[Data extract]
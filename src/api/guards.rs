use async_trait::async_trait;
use axum::extract::{FromRequestParts, State};
use axum::http::{header, request::Parts};

use crate::api::errors::ApiError;
use crate::core::{security, state::AppState};
use crate::db::models::User;
use crate::repositories;

pub(crate) struct CurrentUser(pub(crate) User);
/// Teacher or admin.
pub(crate) struct CurrentTeacher(pub(crate) User);
pub(crate) struct CurrentAdmin(pub(crate) User);

#[async_trait]
impl FromRequestParts<AppState> for CurrentUser {
    type Rejection = ApiError;

    async fn from_request_parts(
        parts: &mut Parts,
        state: &AppState,
    ) -> Result<Self, Self::Rejection> {
        let State(app_state) = State::<AppState>::from_request_parts(parts, state)
            .await
            .map_err(|e| ApiError::internal(e, "Failed to access application state"))?;

        let auth_header = parts
            .headers
            .get(header::AUTHORIZATION)
            .and_then(|value| value.to_str().ok())
            .ok_or(ApiError::Unauthorized("Invalid authentication credentials"))?;

        let token = auth_header
            .strip_prefix("Bearer ")
            .ok_or(ApiError::Unauthorized("Invalid authentication credentials"))?;

        let claims = security::verify_token(token, app_state.settings())
            .map_err(|_| ApiError::Unauthorized("Invalid authentication credentials"))?;

        let user = repositories::users::find_by_id(app_state.db(), &claims.sub)
            .await
            .map_err(|e| ApiError::internal(e, "Failed to load user"))?;

        let Some(user) = user else {
            return Err(ApiError::Unauthorized("User not found"));
        };

        if !user.is_active {
            return Err(ApiError::Unauthorized("Invalid authentication credentials"));
        }

        Ok(CurrentUser(user))
    }
}

#[async_trait]
impl FromRequestParts<AppState> for CurrentTeacher {
    type Rejection = ApiError;

    async fn from_request_parts(
        parts: &mut Parts,
        state: &AppState,
    ) -> Result<Self, Self::Rejection> {
        let CurrentUser(user) = CurrentUser::from_request_parts(parts, state).await?;

        if user.role.is_staff() {
            Ok(CurrentTeacher(user))
        } else {
            Err(ApiError::Forbidden("Teacher access required"))
        }
    }
}

#[async_trait]
impl FromRequestParts<AppState> for CurrentAdmin {
    type Rejection = ApiError;

    async fn from_request_parts(
        parts: &mut Parts,
        state: &AppState,
    ) -> Result<Self, Self::Rejection> {
        let CurrentUser(user) = CurrentUser::from_request_parts(parts, state).await?;

        if user.role == crate::db::types::UserRole::Admin {
            Ok(CurrentAdmin(user))
        } else {
            Err(ApiError::Forbidden("Admin access required"))
        }
    }
}
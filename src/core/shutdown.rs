use tokio::signal;

async fn interrupt() {
    if let Err(err) = signal::ctrl_c().await {
        tracing::error!(error = %err, "Failed to install Ctrl+C handler");
        std::future::pending::<()>().await;
    }
}

#[cfg(unix)]
async fn terminate() {
    use tokio::signal::unix::{signal, SignalKind};

    match signal(SignalKind::terminate()) {
        Ok(mut stream) => {
            stream.recv().await;
        }
        Err(err) => {
            tracing::error!(error = %err, "Failed to install SIGTERM handler");
            std::future::pending::<()>().await;
        }
    }
}

#[cfg(not(unix))]
async fn terminate() {
    std::future::pending::<()>().await
}

/// Resolves when SIGINT or SIGTERM arrives; drives axum's graceful shutdown.
pub(crate) async fn shutdown_signal() {
    tokio::select! {
        _ = interrupt() => tracing::info!("Received interrupt, shutting down"),
        _ = terminate() => tracing::info!("Received SIGTERM, shutting down"),
    }
}
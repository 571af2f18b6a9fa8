use serde::{Deserialize, Serialize};
use sqlx::Type;

#[derive(Debug, Clone, Copy, PartialEq, Eq, Serialize, Deserialize, Type)]
#[serde(rename_all = "lowercase")]
#[sqlx(type_name = "userrole", rename_all = "lowercase")]
pub(crate) enum UserRole {
    Student,
    Teacher,
    Admin,
}

impl UserRole {
    pub(crate) fn as_str(self) -> &'static str {
        match self {
            UserRole::Student => "student",
            UserRole::Teacher => "teacher",
            UserRole::Admin => "admin",
        }
    }

    /// Teachers and admins share the content-management surface.
    pub(crate) fn is_staff(self) -> bool {
        matches!(self, UserRole::Teacher | UserRole::Admin)
    }

    pub(crate) fn parse(value: &str) -> Option<Self> {
        match value.trim().to_ascii_lowercase().as_str() {
            "student" => Some(UserRole::Student),
            "teacher" => Some(UserRole::Teacher),
            "admin" => Some(UserRole::Admin),
            _ => None,
        }
    }
}

#[derive(Debug, Clone, Copy, PartialEq, Eq, Hash, Serialize, Deserialize, Type)]
#[serde(rename_all = "lowercase")]
#[sqlx(type_name = "questioncategory", rename_all = "lowercase")]
pub(crate) enum Category {
    Vocabulary,
    Grammar,
    Translation,
}

impl Category {
    pub(crate) fn as_str(self) -> &'static str {
        match self {
            Category::Vocabulary => "vocabulary",
            Category::Grammar => "grammar",
            Category::Translation => "translation",
        }
    }

    pub(crate) fn answer_type(self) -> AnswerType {
        match self {
            Category::Translation => AnswerType::Text,
            _ => AnswerType::Mcq,
        }
    }

    pub(crate) fn parse(value: &str) -> Option<Self> {
        match value.trim().to_ascii_lowercase().as_str() {
            "vocabulary" => Some(Category::Vocabulary),
            "grammar" => Some(Category::Grammar),
            "translation" => Some(Category::Translation),
            _ => None,
        }
    }
}

#[derive(Debug, Clone, Copy, PartialEq, Eq, Serialize, Deserialize, Type)]
#[serde(rename_all = "lowercase")]
#[sqlx(type_name = "answertype", rename_all = "lowercase")]
pub(crate) enum AnswerType {
    Mcq,
    Text,
}

#[derive(Debug, Clone, Copy, PartialEq, Eq, Serialize, Deserialize, Type)]
#[serde(rename_all = "lowercase")]
#[sqlx(type_name = "attemptmode", rename_all = "lowercase")]
pub(crate) enum AttemptMode {
    Study,
    Test,
}

#[cfg(test)]
mod tests {
    use super::*;

    #[test]
    fn category_answer_types() {
        assert_eq!(Category::Vocabulary.answer_type(), AnswerType::Mcq);
        assert_eq!(Category::Grammar.answer_type(), AnswerType::Mcq);
        assert_eq!(Category::Translation.answer_type(), AnswerType::Text);
    }

    #[test]
    fn role_parsing_is_case_insensitive() {
        assert_eq!(UserRole::parse(" Teacher "), Some(UserRole::Teacher));
        assert_eq!(UserRole::parse("ADMIN"), Some(UserRole::Admin));
        assert_eq!(UserRole::parse("principal"), None);
    }

    #[test]
    fn staff_covers_teacher_and_admin() {
        assert!(!UserRole::Student.is_staff());
        assert!(UserRole::Teacher.is_staff());
        assert!(UserRole::Admin.is_staff());
    }
}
[/Data extract]
Task description – Your answer must be a single number: the count of lines in the records that hold the word "security".

Answer to this problem – 2